Ich lebe in Deutschland, komme aber oft in die Schweiz und lese täglich Schweizer Zeitungen. Dabei werde ich das Gefühl nicht los, dass wir in unserem Land noch gar nicht richtig begriffen haben, wie radikal sich die Welt verändert hat und wie die sich verschärfenden gleichzeitigen Mega-Krisen auch unsere Zukunft gefährden: der Krieg in der Ukraine, die Energiekrise, die düsteren Wirtschaftsaussichten mit Inflation und fragilen Finanzmärkten, die Hungersnöte, hundert Millionen Menschen auf der Flucht, die immer häufigeren Klimakatastrophen und eine noch nicht ausgestandene Pandemie. Die Auswirkungen auf die Schweiz können wir noch nicht absehen. Sicher ist nur, dass wir in Zukunft noch stärker auf unsere Partner in Europa angewiesen sind. Dabei auf deren Goodwill zu hoffen, wenn es brennt, ist naiv. Was zählt, ist eine vertraglich abgesicherte Partnerschaft in und mit Europa. Doch diese muss dringend erneuert und ausgebaut werden, denn die bestehenden bilateralen Verträge erodieren.
Autor: alt SP-Nationalrat Tim Guldimann, 2010 bis 2015 Schweizer Botschafter in Berlin
Politische Diskussionen finden zunehmend nur noch in Blasen statt. Positionen ausserhalb werden kaum mehr wahrgenommen. Das ist auch die Tragödie der schweizerischen Europadiskussion, die das Kopfschütteln im Ausland gar nicht sehen will. In unserer Blasendebatte wird eidgenössisches Unbehagen seit Jahren mit immer neuen «sachlichen» Hindernissen übertüncht – seien dies fremde Richter oder die «Unionsbürgerrichtlinie». Und über allem schwebt die nie bewiesene Ausrede des Bundesrates, ein Abkommen wie das ausgehandelte Rahmenabkommen sei innenpolitisch nicht konsensfähig. Deshalb hat er vor anderthalb Jahren das INSTA ohne Plan B versenkt. Seither wird nur noch «sondiert».
Zu diesem Debakel hat der Europaausschuss des Deutschen Bundestags am 28. September 2022 eine Erklärung verabschiedet, die – so die Süddeutsche Zeitung unter dem Titel «Am Ende der Geduld» – eine rasche Regelung «im Rahmen der Prinzipien des europäischen Rechtsraums» fordert und von Bern wissen will, wie es nun weitergehen soll.
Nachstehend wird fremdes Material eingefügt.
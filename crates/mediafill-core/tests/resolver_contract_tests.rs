use async_trait::async_trait;
use mediafill_core::prelude::*;
use mediafill_core::DescriptorCache;
use mediafill_test_utils::{sample_product, sample_resolver, ProductDto, SlowResolver};
use mockall::mock;
use mockall::predicate::always;
use std::collections::BTreeSet;
use std::sync::Arc;
use std::time::Duration;

mock! {
    pub BatchResolver {}

    #[async_trait]
    impl Resolver for BatchResolver {
        async fn resolve(
            &self,
            ctx: &FillContext,
            ids: &BTreeSet<String>,
        ) -> Result<ResolutionMap, ResolveError>;
    }
}

fn filler<R: Resolver + 'static>(resolver: R) -> Filler {
    Filler::new(resolver).with_cache(Arc::new(DescriptorCache::new()))
}

#[tokio::test]
async fn test_resolver_receives_full_set_once() {
    let mut resolver = MockBatchResolver::new();
    resolver
        .expect_resolve()
        .withf(|_, ids| ids.len() == 6 && ids.contains("video_id") && !ids.contains(""))
        .times(1)
        .returning(|_, _| Ok(ResolutionMap::new()));

    let mut result: Vec<ProductDto> = Vec::new();
    auto_fill(
        &FillContext::background(),
        &filler(resolver),
        &[sample_product(), sample_product()],
        &mut result,
    )
    .await
    .unwrap();

    assert_eq!(result.len(), 2);
}

#[tokio::test]
async fn test_resolver_error_propagates_verbatim() {
    let mut resolver = MockBatchResolver::new();
    resolver
        .expect_resolve()
        .with(always(), always())
        .times(1)
        .returning(|_, _| Err(ResolveError::rejected("batch too large")));

    let mut result: Vec<ProductDto> = Vec::new();
    let err = auto_fill(
        &FillContext::background(),
        &filler(resolver),
        &[sample_product()],
        &mut result,
    )
    .await
    .unwrap_err();

    assert!(matches!(err.as_resolve_error(), Some(ResolveError::Rejected(_))));
    assert!(!err.is_retryable());
    assert!(result.is_empty());
}

#[tokio::test]
async fn test_resolver_sees_caller_context() {
    let ctx = FillContext::background().with_timeout(Duration::from_secs(30));
    let mut resolver = MockBatchResolver::new();
    resolver
        .expect_resolve()
        .withf(|ctx, _| ctx.deadline().is_some() && !ctx.is_cancelled())
        .times(1)
        .returning(|_, _| Ok(ResolutionMap::new()));

    let mut result: Vec<ProductDto> = Vec::new();
    auto_fill(&ctx, &filler(resolver), &[sample_product()], &mut result)
        .await
        .unwrap();
}

#[tokio::test]
async fn test_already_cancelled_context_never_calls_resolver() {
    let mut resolver = MockBatchResolver::new();
    resolver.expect_resolve().times(0);

    let ctx = FillContext::background();
    ctx.cancel();
    let mut result: Vec<ProductDto> = Vec::new();
    let err = auto_fill(&ctx, &filler(resolver), &[sample_product()], &mut result)
        .await
        .unwrap_err();

    assert!(matches!(err, FillError::Cancelled));
    assert!(result.is_empty());
}

#[tokio::test(start_paused = true)]
async fn test_expired_deadline_never_calls_resolver() {
    let mut resolver = MockBatchResolver::new();
    resolver.expect_resolve().times(0);

    let ctx = FillContext::background().with_timeout(Duration::from_millis(10));
    tokio::time::advance(Duration::from_millis(20)).await;

    let mut result: Vec<ProductDto> = Vec::new();
    let err = auto_fill(&ctx, &filler(resolver), &[sample_product()], &mut result)
        .await
        .unwrap_err();

    assert!(matches!(err, FillError::DeadlineExceeded));
}

#[tokio::test(start_paused = true)]
async fn test_slow_resolver_hits_context_deadline() {
    let resolver = SlowResolver::new(Duration::from_secs(10), sample_resolver());
    let ctx = FillContext::background().with_timeout(Duration::from_secs(1));
    let mut result: Vec<ProductDto> = Vec::new();

    let err = auto_fill(&ctx, &filler(resolver), &[sample_product()], &mut result)
        .await
        .unwrap_err();

    assert!(matches!(err, FillError::DeadlineExceeded));
    assert!(err.is_retryable());
    assert!(result.is_empty());
}

#[tokio::test(start_paused = true)]
async fn test_slow_resolver_hits_configured_timeout() {
    let resolver = SlowResolver::new(Duration::from_secs(10), sample_resolver());
    let config = FillerConfig::default().with_resolve_timeout(Duration::from_secs(2));
    let filler = Filler::with_config(resolver, config)
        .unwrap()
        .with_cache(Arc::new(DescriptorCache::new()));
    let mut result: Vec<ProductDto> = Vec::new();

    let err = auto_fill(&FillContext::background(), &filler, &[sample_product()], &mut result)
        .await
        .unwrap_err();

    assert!(matches!(err, FillError::DeadlineExceeded));
}

#[tokio::test(start_paused = true)]
async fn test_sub_second_timeout_allows_fast_resolver() {
    let resolver = SlowResolver::new(Duration::from_millis(100), sample_resolver());
    let config = FillerConfig::default().with_resolve_timeout(Duration::from_millis(500));
    let filler = Filler::with_config(resolver, config)
        .unwrap()
        .with_cache(Arc::new(DescriptorCache::new()));
    let mut result: Vec<ProductDto> = Vec::new();

    auto_fill(&FillContext::background(), &filler, &[sample_product()], &mut result)
        .await
        .unwrap();

    let zh = result[0].languages["zh"].as_deref().unwrap();
    assert_eq!(zh.cover, "https://cdn.example.com/cover.jpg");
}

#[tokio::test(start_paused = true)]
async fn test_sub_second_timeout_still_bounds_slow_resolver() {
    let resolver = SlowResolver::new(Duration::from_secs(1), sample_resolver());
    let config = FillerConfig::default().with_resolve_timeout(Duration::from_millis(500));
    let filler = Filler::with_config(resolver, config)
        .unwrap()
        .with_cache(Arc::new(DescriptorCache::new()));
    let mut result: Vec<ProductDto> = Vec::new();

    let err = auto_fill(&FillContext::background(), &filler, &[sample_product()], &mut result)
        .await
        .unwrap_err();

    assert!(matches!(err, FillError::DeadlineExceeded));
}

#[tokio::test(start_paused = true)]
async fn test_cancellation_during_resolution() {
    let resolver = SlowResolver::new(Duration::from_secs(10), sample_resolver());
    let ctx = FillContext::background();
    let canceller = ctx.clone();
    tokio::spawn(async move {
        tokio::time::sleep(Duration::from_millis(50)).await;
        canceller.cancel();
    });

    let mut result: Vec<ProductDto> = Vec::new();
    let err = auto_fill(&ctx, &filler(resolver), &[sample_product()], &mut result)
        .await
        .unwrap_err();

    assert!(matches!(err, FillError::Cancelled));
    assert!(result.is_empty());
}

#[tokio::test(start_paused = true)]
async fn test_slow_resolver_within_deadline_succeeds() {
    let resolver = SlowResolver::new(Duration::from_millis(100), sample_resolver());
    let ctx = FillContext::background().with_timeout(Duration::from_secs(5));
    let mut result: Vec<ProductDto> = Vec::new();

    auto_fill(&ctx, &filler(resolver), &[sample_product()], &mut result)
        .await
        .unwrap();

    let zh = result[0].languages["zh"].as_deref().unwrap();
    assert_eq!(zh.cover, "https://cdn.example.com/cover.jpg");
}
Aber die Berner Mühlen mahlen langsam. Für viele Magistratspersonen ist die Frage ihrer Wiederwahl im Oktober 2023 sehr viel wichtiger als die dringenden Fragen der Landesinteressen. Was soll’s, nach vierzehn Jahren Palaver – nämlich seit der klaren Forderung eines Rahmenabkommens durch den Ministerrat 2008 – spielen doch ein paar Monate auch keine Rolle mehr. Oder?
Unsere Partei hingegen weiss, was sie will. Am Parteitag der SP Schweiz am nächsten Wochenende in Basel soll die Europastrategie verabschiedet werden, die der europapolitische Ausschuss unter SP-Nationalrat und Vizepräsident Jon Pult ausgearbeitet hat. Das ist eigentlich, was unsere europäischen Partner von der offiziellen Schweiz so gerne hören möchten: Inhalt und Fahrplan. Unsere Strategie ist klar, die Zeit drängt. Entscheidend ist das Signal einer klaren Ansage an verschiedene Adressat:innen – gegenüber dem Bundesrat, gegenüber anderen Parteien und gegenüber den Partnern im Ausland. Ich hoffe, dass wir damit auch einen Schwerpunkt für den bevorstehenden Wahlkampf 2023 festlegen.
Natürlich wird es Einwände geben am Parteitag, dazu dienen ja solche Veranstaltungen. Ich zum Beispiel würde mir ein klares Bekenntnis zum Schiedsgerichtsverfahren im Streitbeilegungsmechanismus wünschen, worin für die Auslegung des EU-Rechts, das in den Abkommen enthalten ist, der Europäische Gerichtshof (EuGH) beigezogen werden kann und soll. Wenn wir für 2027 den Beitritt fordern, können wir uns doch schon heute zum EuGH bekennen, wenn es um EU-Recht geht. Andere werden in eine andere Richtung argumentieren.
Aber machen wir uns nichts vor, für die öffentliche Debatte geht es nicht um Details, sondern um das klare Signal der Partei, um ihre Geschlossenheit und ihren europapolitischen Willen. Dieses Signal zu setzen, ist die Chance des Parteitags.